X-Mailer: Evolution 3.28.5 (3.28.5-27.el8_10) 
Precedence: bulk
X-Mailing-List: fstests@vger.kernel.org
List-Id: <fstests.vger.kernel.org>
List-Subscribe: <mailto:fstests+subscribe@vger.kernel.org>
List-Unsubscribe: <mailto:fstests+unsubscribe@vger.kernel.org>
Mime-Version: 1.0
Content-Transfer-Encoding: 7bit

On Thu, 2025-04-17 at 13:00 +1000, Dave Chinner wrote:
> From: Dave Chinner <dchinner@redhat.com>
> 
> Concurrency is currently hard coded at 64 worker threads. This is
> too many for small CPU count machines; the idea is to create a
> sustained load of roughly one test per CPU as they are mostly single
> threaded/single process tests. The number "64" was chosen because
> I've been developing this functionality on a 64p VM.
> 
> Rather than hard coding the concurrency, probe the number of CPUs
> available and create that many running contexts as the default
> concurrency to use.
> 
> Further, add a CLI option to specify the number of threads to run so
> that we can over- or under-commit the CPU resources to enable direct
> benchmarking of performance with different levels of concurrency.
> 
> Let's use that capability to show how much check-parallel can
> benefit small systems. Using a single check execution thread for all
> tests inside a 4p control group to limit maximum CPU usage to the
> equivalent of a small 4p machine:
> 
> $ time sudo numactl -C 4-7 ./check-parallel -D /mnt/xfs -t 1 -g quick -s xfs -x dump -X generic/531
> Runner 0 Failures:  generic/504
> Tests run: 921
> Tests _notrun: 272
> Failure count: 2
> .....
> 
> real    61m31.362s
> user    0m0.029s
> sys     0m0.059s
> 
> the quick group on XFS takes *over an hour* to run.
> 
> If we use the same 4p control group setup and run with 8 test
> execution threads to ensure the 4 CPUs are fully utilised for most
> of the test run:
> 
> $ time sudo numactl -C 4-7 ./check-parallel -D /mnt/xfs -t 8 -g quick -s xfs -x dump -X generic/531
> Runner 7 Failures:  generic/504
> Tests run: 921
> Tests _notrun: 145
> Failure count: 1
> .....
> 
> real    17m33.124s
> user    0m0.009s
> sys     0m0.017s
> 
> The same test run takes only 17m33s.

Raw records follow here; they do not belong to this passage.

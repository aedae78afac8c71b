//! Plain-text help rendering.

use std::fmt::Write as _;

use crate::action::Action;
use crate::command::Command;
use crate::option::Opt;

const WIDTH: usize = 80;
const MAX_LABEL: usize = 32;

/// Overview of every command and its actions.
pub fn app_help(title: &str, commands: &[Command]) -> String {
    let mut out = format!("Usage: {title} <command> <action> [options] [--] [args...]\n");
    if commands.is_empty() {
        return out;
    }
    out.push_str("\nCommands:\n");
    let rows: Vec<(String, String)> = commands
        .iter()
        .flat_map(|cmd| {
            let head = (
                cmd.name().to_string(),
                cmd.get_description().unwrap_or_default().to_string(),
            );
            let actions = cmd.actions().iter().map(|action| {
                (
                    format!("  {}", action.name()),
                    action.get_description().unwrap_or_default().to_string(),
                )
            });
            std::iter::once(head).chain(actions)
        })
        .collect();
    push_rows(&mut out, &rows);
    out
}

/// The actions of one command.
pub fn command_help(title: &str, command: &Command) -> String {
    let mut out = format!("Usage: {title} {} <action> [options]\n", command.name());
    push_description(&mut out, command.get_description());
    if command.actions().is_empty() {
        return out;
    }
    out.push_str("\nActions:\n");
    let rows: Vec<(String, String)> = command
        .actions()
        .iter()
        .map(|action| {
            (
                action.name().to_string(),
                action.get_description().unwrap_or_default().to_string(),
            )
        })
        .collect();
    push_rows(&mut out, &rows);
    out
}

/// Usage and options of one action.
pub fn action_help(title: &str, command: &Command, action: &Action) -> String {
    let mut out = format!(
        "Usage: {title} {} {} [options] [--] [args...]\n",
        command.name(),
        action.name()
    );
    push_description(&mut out, action.get_description());
    if action.options().is_empty() {
        return out;
    }
    out.push_str("\nOptions:\n");
    let rows: Vec<(String, String)> = action
        .options()
        .iter()
        .map(|opt| (option_label(opt), option_details(opt)))
        .collect();
    push_rows(&mut out, &rows);
    out
}

/// `-n, --name, --alias <type>`
fn option_label(opt: &Opt) -> String {
    let mut names: Vec<String> = opt.flag_char().map(|f| format!("-{f}")).into_iter().collect();
    names.extend(opt.aliases().iter().map(|a| format!("--{a}")));
    let mut label = names.join(", ");
    if !opt.value_type().is_bool() {
        let _ = write!(label, " <{}>", opt.value_type().name());
    }
    label
}

fn option_details(opt: &Opt) -> String {
    let mut details = opt.get_description().unwrap_or_default().to_string();
    let mut notes = Vec::new();
    if let Some(default) = opt.default_value() {
        notes.push(format!("default: {default}"));
    }
    if let Some(offsets) = opt.get_offsets() {
        notes.push(format!("position: {offsets}"));
    }
    if opt.is_required() {
        notes.push("required".to_string());
    }
    if !notes.is_empty() {
        if !details.is_empty() {
            details.push(' ');
        }
        let _ = write!(details, "({})", notes.join(", "));
    }
    details
}

fn push_description(out: &mut String, description: Option<&str>) {
    if let Some(text) = description.filter(|d| !d.trim().is_empty()) {
        out.push('\n');
        for line in wrap(text, WIDTH) {
            out.push_str(&line);
            out.push('\n');
        }
    }
}

/// Two aligned columns, the right one wrapped to [`WIDTH`].
fn push_rows(out: &mut String, rows: &[(String, String)]) {
    let label_width = rows
        .iter()
        .map(|(label, _)| label.chars().count())
        .max()
        .unwrap_or(0)
        .min(MAX_LABEL);
    let indent = 2 + label_width + 2;

    for (label, text) in rows {
        let lines = wrap(text, WIDTH.saturating_sub(indent).max(20));
        let mut lines = lines.into_iter();
        let first = lines.next().unwrap_or_default();
        if label.chars().count() > label_width {
            let _ = writeln!(out, "  {label}");
            if !first.is_empty() {
                let _ = writeln!(out, "{:indent$}{first}", "");
            }
        } else if first.is_empty() {
            let _ = writeln!(out, "  {label}");
        } else {
            let _ = writeln!(out, "  {label:<label_width$}  {first}");
        }
        for line in lines {
            let _ = writeln!(out, "{:indent$}{line}", "");
        }
    }
}

/// Greedy word wrap; words longer than `width` get a line of their own.
pub(crate) fn wrap(text: &str, width: usize) -> Vec<String> {
    let mut lines = Vec::new();
    let mut line = String::new();
    for word in text.split_whitespace() {
        let needed = if line.is_empty() {
            word.chars().count()
        } else {
            line.chars().count() + 1 + word.chars().count()
        };
        if needed > width && !line.is_empty() {
            lines.push(std::mem::take(&mut line));
        }
        if !line.is_empty() {
            line.push(' ');
        }
        line.push_str(word);
    }
    if !line.is_empty() {
        lines.push(line);
    }
    lines
}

The same number of tests were
> run, the same failures occurred. [ Ignore the differences in
> notrun/failure count - the multi-file aggregation currently doesn't
> work correctly for the single log file case. ]
> 
> That's a reduction in test runtime of ~72% for a 4 CPU system. Or,
> if we want to measure it the other way, we get a ~3.5x improvement
> in runtime scalability. i.e. going from 1 -> 4 CPUs being used for
> test execution (4x increase) we get a 3.5x improvement in
> scalability when we go from check to check-parallel.
The functionality looks useful to me and the implementation is also
fine as far as I understand. I have some minor/nit comments below.
Other than that:

Reviewed-by: Nirjhar Roy (IBM) <nirjhar.roy.lists@gmail.com>

> 
> Signed-off-by: Dave Chinner <dchinner@redhat.com>
> ---
>  check-parallel | 9 ++++++++-
>  1 file changed, 8 insertions(+), 1 deletion(-)
> 
> diff --git a/check-parallel b/check-parallel
> index cb5d6aedf..0649a417f 100755
> --- a/check-parallel
> +++ b/check-parallel
> @@ -10,7 +10,7 @@
>  # the loop devices.
>  
>  basedir=""
> -runners=64
> +runners=$(getconf _NPROCESSORS_CONF)
Minor: Not related to this change. Maybe we should have a _get_nproc()
just like 
_get_page_size()
{
	echo $(getconf PAGE_SIZE)
}
_get_nproc()
{
	echo $(getconf _NPROCESSORS_CONF)
}
and replace all the $(getconf _NPROCESSORS_CONF) with $(_get_nproc)
>  runner_list=()
>  runtimes=()
>  show_test_list=
> @@ -30,6 +30,7 @@ usage()
>  
>  check options
>      -D <dir>		Directory to run in
> +    -t <n>		Number of concurrent tests to  run
Minor: Maybe we should mention the valid range of <n> i.e, 0 to 1024?
>      -n			Output test list, do not run tests

Nit: Maybe there is some spacing issue here? "Number of concurrent ..."
and "Output test..." don't begin together.
--NR
>      -r			randomize test order
>      --exact-order	run tests in the exact order specified
> @@ -81,6 +82,7 @@ while [ $# -gt 0 ]; do
>  	-\? | -h | --help) usage ;;
>  
>  	-D)	basedir=$2; shift ;;
> +	-t)	runners=$2; shift ;;
>  	-g)	_tl_setup_group $2 ; shift ;;
>  	-e)	_tl_setup_exclude_tests $2 ; shift ;;
>  	-E)	_tl_setup_exclude_file $2 ; shift ;;
> @@ -111,6 +113,11 @@ if [ ! -d "$basedir" ]; then
>  	echo "Invalid basedir specification"
>  	usage
>  fi
> +if [[ $runners -le 0 || $runners -gt 1024 ]]; then
> +	echo "Invalid thread specificaton: $runners"
Minor: Maybe we should mention the valid range of "runners" in this
error message (0 to 1024)?
> +	usage
> +fi
> +
>  if [ -d "$basedir/runner-0/" ]; then
>  	prev_results=`ls -tr $basedir/runner-0/ | grep results | tail -1`
>  fi